I need to re-attach the shroud anchors on my H-20 after painting...Are access ports aft of the daggerboard trunk O.K.?


 
Posted : June 16, 2002 5:33 pm
(@_removed-account)
Posts: 15030
Four Star Admiral Registered
 

I believe access port covers are kind of flimsy, and tend to break easily when sat on, or stepped on. This may affect choice of location, also.

Can't give specific answer as to proper/improper location for H20.

Another general tip - when attaching the access port body to the hull, be sure to wait until glue/epoxy/marinetex/whatever is dry, before you screw/poprivet it into place. This way you have a flat, stress-free port into which you can easily thread the acess port cover. I think H20 hull top may be flat enough to use flat access ports, some other cats need slightly curved ports.


 
Posted : June 17, 2002 2:10 pm
(@Anonymous 37826)
Posts: 277
 

I do not know about the H20 but make sure the cover is in the housing when you pop rivet it. I poped one in place on a curved deck and had to remove it when I found that the cover would not screw in. Letting the glue dry is a good idea If I was going to do it again I would get some gelcoat and mix it with milled fibers then mold release the housing and make a seat for it with the thickened gelcoat and let it dry then pop it back out and apply a thin coat of silicone and pop rivet it in place.


 
Posted : June 17, 2002 3:54 pm
(@Anonymous 14038)
Posts: 1358
 

I think you would find it just as easy to cut a neat hole do what ever you have to do and then repair the holeusing the piece you cut out and a bit of glass and resin.

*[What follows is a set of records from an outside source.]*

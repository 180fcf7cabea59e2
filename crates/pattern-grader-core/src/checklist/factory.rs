//! # Factory Checklist
//!
//! Verifies creation through a factory: a capability interface, a creator
//! with a creation member, several concrete products, and sane handling of
//! tokens the creator does not know.

use super::{CheckItem, Checklist, ProbeContext, Verdict};
use crate::manifest::MemberDescriptor;
use crate::predicates::{contains_ignore_case, matcher, returns_loosely};
use crate::prober::{MemberHandle, TypeHandle};
use crate::types::{Instance, ParamKind, ProbeError, Value};

pub const LABEL: &str = "Factory Pattern";

/// The five factory items, in order.
pub fn checklist() -> Checklist {
    Checklist::new(
        LABEL,
        vec![
            CheckItem::new("Capability interface", capability_interface),
            CheckItem::new("Factory creation member", factory_creation_member),
            CheckItem::new("Capability implementations", implementations),
            CheckItem::new("Factory products", factory_products),
            CheckItem::new("Unknown token handling", unknown_token),
        ],
    )
}

// =============================================================================
// PREDICATES
// =============================================================================

/// A member that creates products: returns the capability and takes input.
#[must_use]
pub fn is_creation_member(member: &MemberDescriptor, capability: &str) -> bool {
    returns_loosely(member, capability) && member.arity() >= 1
}

/// The member driven with category tokens: one text parameter, and either
/// returns the capability or is named like a creator.
#[must_use]
pub fn is_factory_method(member: &MemberDescriptor, capability: &str) -> bool {
    member.params == [ParamKind::Text]
        && (returns_loosely(member, capability) || contains_ignore_case(&member.name, "create"))
}

// =============================================================================
// SHARED PROBES
// =============================================================================

/// A factory ready to be driven with tokens.
pub(crate) struct FactoryRig<'a> {
    pub method: MemberHandle<'a>,
    /// `None` when the creation member is static.
    pub receiver: Option<Instance>,
}

impl<'a> FactoryRig<'a> {
    /// Resolve the factory, its token-driven member and, if needed, an instance.
    pub fn open(ctx: &ProbeContext<'a>) -> Result<Self, ProbeError> {
        let cfg = &ctx.config.factory;
        let factory = ctx.prober.resolve_type(&cfg.factory)?;
        let capability = cfg.capability.as_str();
        let method = ctx.prober.require_member(
            factory,
            &matcher(
                format!("a creation member taking one text token ({capability})"),
                |m| is_factory_method(m, capability),
            ),
        )?;

        let receiver = if method.is_static() {
            None
        } else {
            Some(ctx.prober.instantiate(factory, &[])?)
        };

        Ok(Self { method, receiver })
    }

    /// Drive the creation member with one token.
    pub fn create(&self, ctx: &ProbeContext<'_>, token: &str) -> Result<Value, ProbeError> {
        ctx.prober.invoke(
            self.receiver.as_ref(),
            self.method,
            &[Value::Text(token.to_string())],
        )
    }
}

/// Candidate names that are concrete, assignable to the capability, and
/// produce a capability-satisfying instance when default-constructed.
///
/// Returns the valid names and one note per candidate that was rejected.
pub(crate) fn find_implementations(
    ctx: &ProbeContext<'_>,
    capability: TypeHandle<'_>,
) -> (Vec<String>, Vec<String>) {
    let mut valid = Vec::new();
    let mut rejected = Vec::new();

    for name in &ctx.config.factory.candidates {
        let Ok(candidate) = ctx.prober.resolve_type(name) else {
            continue;
        };
        if !candidate.kind().is_instantiable() || !ctx.prober.is_assignable(candidate, capability)
        {
            continue;
        }
        match ctx.prober.instantiate(candidate, &[]) {
            Ok(instance) if ctx.prober.is_instance_of(&instance, capability) => {
                if !valid.contains(name) {
                    valid.push(name.clone());
                }
            }
            Ok(instance) => rejected.push(format!(
                "{name} does not properly implement {} (constructed a {})",
                capability.name(),
                instance.type_name()
            )),
            Err(err) => rejected.push(format!("Cannot instantiate {name}: {err}")),
        }
    }

    (valid, rejected)
}

/// Whether a creation result is a product of the capability.
pub(crate) fn is_product(
    ctx: &ProbeContext<'_>,
    capability: TypeHandle<'_>,
    value: &Value,
) -> bool {
    value
        .as_instance()
        .is_some_and(|instance| ctx.prober.is_instance_of(instance, capability))
}

// =============================================================================
// ITEMS
// =============================================================================

/// Item 1: capability exists, is an interface, declares at least one member.
pub fn capability_interface(ctx: &ProbeContext<'_>) -> Result<Verdict, ProbeError> {
    let name = &ctx.config.factory.capability;
    let capability = ctx.prober.require_interface(name)?;
    let declared = capability.descriptor().declared_members().count();

    if declared == 0 {
        return Ok(Verdict::fail(format!(
            "{name} interface should have at least one member"
        )));
    }
    Ok(Verdict::pass(format!("{name} interface exists and has members"))
        .with_detail(format!("Found {declared} member(s) in {name} interface")))
}

/// Item 2: factory exists with a member returning the capability, arity >= 1.
pub fn factory_creation_member(ctx: &ProbeContext<'_>) -> Result<Verdict, ProbeError> {
    let cfg = &ctx.config.factory;
    let factory = ctx.prober.resolve_type(&cfg.factory)?;
    let capability = cfg.capability.as_str();
    let member = ctx.prober.find_member(
        factory,
        &matcher("creation member", |m| is_creation_member(m, capability)),
    );

    Ok(match member {
        Some(member) => Verdict::pass(format!(
            "{} exists with creation member {}",
            cfg.factory,
            member.name()
        )),
        None => Verdict::fail(format!(
            "{} should have a creation member that returns {capability}",
            cfg.factory
        )),
    })
}

/// Item 3: enough implementations of the capability, every one of them
/// default-constructible into a capability instance.
pub fn implementations(ctx: &ProbeContext<'_>) -> Result<Verdict, ProbeError> {
    let cfg = &ctx.config.factory;
    let capability = ctx.prober.resolve_type(&cfg.capability)?;
    let (valid, rejected) = find_implementations(ctx, capability);
    let found = valid.len() + rejected.len();

    if found < cfg.min_implementations {
        return Ok(Verdict::fail(format!(
            "Should have at least {} {} implementations. Found: {found}",
            cfg.min_implementations, cfg.capability
        ))
        .with_details(rejected));
    }
    if let Some(first) = rejected.first() {
        return Ok(Verdict::fail(first.clone()).with_details(rejected.iter().skip(1).cloned()));
    }
    Ok(
        Verdict::pass(format!("Found {found} valid {} implementations", cfg.capability))
            .with_detail(format!("Implementations: {}", valid.join(", "))),
    )
}

/// Item 4: the factory produces capability instances for enough tokens.
pub fn factory_products(ctx: &ProbeContext<'_>) -> Result<Verdict, ProbeError> {
    let cfg = &ctx.config.factory;
    let capability = ctx.prober.resolve_type(&cfg.capability)?;
    let rig = FactoryRig::open(ctx)?;

    let mut created = 0_usize;
    let mut notes = Vec::new();
    for token in &cfg.tokens {
        match rig.create(ctx, token) {
            Ok(value) if is_product(ctx, capability, &value) => created += 1,
            Ok(value) => notes.push(format!("Token {token} produced {value}")),
            Err(err) => notes.push(format!("Token {token} failed: {err}")),
        }
    }

    let verdict = if created >= cfg.min_created {
        Verdict::pass(format!("Factory successfully creates multiple {} types", cfg.capability))
            .with_detail(format!(
                "Successfully created products for {created} of {} tokens",
                cfg.tokens.len()
            ))
    } else {
        Verdict::fail(format!(
            "Factory should create at least {} different {} types, created {created}",
            cfg.min_created, cfg.capability
        ))
    };
    Ok(verdict.with_details(notes))
}

/// Item 5: an unknown token yields absent, a product, or a raised error.
pub fn unknown_token(ctx: &ProbeContext<'_>) -> Result<Verdict, ProbeError> {
    let rig = FactoryRig::open(ctx)?;
    let token = &ctx.config.factory.unknown_token;

    Ok(match rig.create(ctx, token) {
        Ok(value) if !value.is_present() => {
            Verdict::pass("Factory handles unknown types gracefully (returns nothing)")
        }
        Ok(_) => Verdict::pass("Factory handles unknown types gracefully"),
        Err(err) if err.is_raised() => {
            Verdict::pass("Factory handles unknown types by raising an error")
                .with_detail(format!("Unknown token {token}: {err}"))
        }
        Err(err) => Verdict::fail(format!("Unknown type handling test failed: {err}")),
    })
}

// =============================================================================
// TESTS
// =============================================================================
//! # Member Predicates
//!
//! Pluggable rules for [`Prober::find_member`](crate::Prober::find_member).
//!
//! The name heuristics used by the checklists are deliberately permissive:
//! names match case-insensitively by substring, and return types match when
//! one type name contains the other.

use crate::manifest::{MemberDescriptor, VOID};

/// A rule that selects members.
pub trait MemberPredicate {
    fn matches(&self, member: &MemberDescriptor) -> bool;

    /// Human-readable description used in "not found" messages.
    fn describe(&self) -> String;
}

/// A labelled closure predicate. Build one with [`matcher`].
pub struct Matcher<F> {
    label: String,
    test: F,
}

/// Wrap a closure as a [`MemberPredicate`].
pub fn matcher<F>(label: impl Into<String>, test: F) -> Matcher<F>
where
    F: Fn(&MemberDescriptor) -> bool,
{
    Matcher {
        label: label.into(),
        test,
    }
}

impl<F> MemberPredicate for Matcher<F>
where
    F: Fn(&MemberDescriptor) -> bool,
{
    fn matches(&self, member: &MemberDescriptor) -> bool {
        (self.test)(member)
    }

    fn describe(&self) -> String {
        self.label.clone()
    }
}

// =============================================================================
// NAME RULES
// =============================================================================

/// Case-insensitive substring test.
#[must_use]
pub fn contains_ignore_case(haystack: &str, needle: &str) -> bool {
    haystack.to_lowercase().contains(&needle.to_lowercase())
}

/// Member name contains any of the fragments, ignoring case.
#[must_use]
pub fn name_contains_any(member: &MemberDescriptor, fragments: &[impl AsRef<str>]) -> bool {
    fragments
        .iter()
        .any(|fragment| contains_ignore_case(&member.name, fragment.as_ref()))
}

/// Member name equals `name`, ignoring case.
#[must_use]
pub fn named(member: &MemberDescriptor, name: &str) -> bool {
    member.name.eq_ignore_ascii_case(name)
}

/// Return type loosely names `type_name`: either name contains the other.
#[must_use]
pub fn returns_loosely(member: &MemberDescriptor, type_name: &str) -> bool {
    !member.returns.is_empty()
        && (contains_ignore_case(&member.returns, type_name)
            || contains_ignore_case(type_name, &member.returns))
}

#[must_use]
pub fn has_arity(member: &MemberDescriptor, arity: usize) -> bool {
    member.arity() == arity
}

/// Returns something other than `void`.
#[must_use]
pub fn returns_value(member: &MemberDescriptor) -> bool {
    !member.returns.eq_ignore_ascii_case(VOID)
}

/// Zero-argument, non-static member returning a value.
#[must_use]
pub fn is_accessor(member: &MemberDescriptor) -> bool {
    !member.is_static && has_arity(member, 0) && returns_value(member)
}

// =============================================================================
// TESTS
// =============================================================================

It's much better for the appearance of your boat.

If you do put a hatch is make sure the lid is screwed is when setting it into a glue/resin mix. Use something like freezer wrap so the lid and body are not actually glued in but a flat surface is formed to glue the hatch body in with silicone.

Any other way and it becomes a bugger to do up or undo.

If you try to form the flat surface without the cover screwed in the body it can distort ever so slightly. I've made all the mistakes, now I do it right and only once.

Regards,

Phill


 
Posted : June 17, 2002 6:45 pm
(@calebtar)
Posts: 756
Member
 

I have mounted access ports with ss machine screws. Also have set with Polyseamseal. This allows the flat ports to be set even on a curved surface. This was done on two

H-17's. We also attach small sponges on a line to the bottom of the port. The sponge has a line long enough to allow bailing the boat. This also prevents loss of the port by providing floation. Use a screw to attach, and do not make a hole in the port. Caleb Tarleton


 
Posted : June 18, 2002 11:18 pm
(@hobie541)
Posts: 277
Member
 

Eric,

If I could wave my magic wand on my boat, the first thing I would do is get rid of the access ports that the previous owner added. They are a pain in the a**, to put it bluntly. I have gelcoat cracks for and aft of the port, I've broken the ring far more times than I care to recall, and I just can't say enough bad things about them.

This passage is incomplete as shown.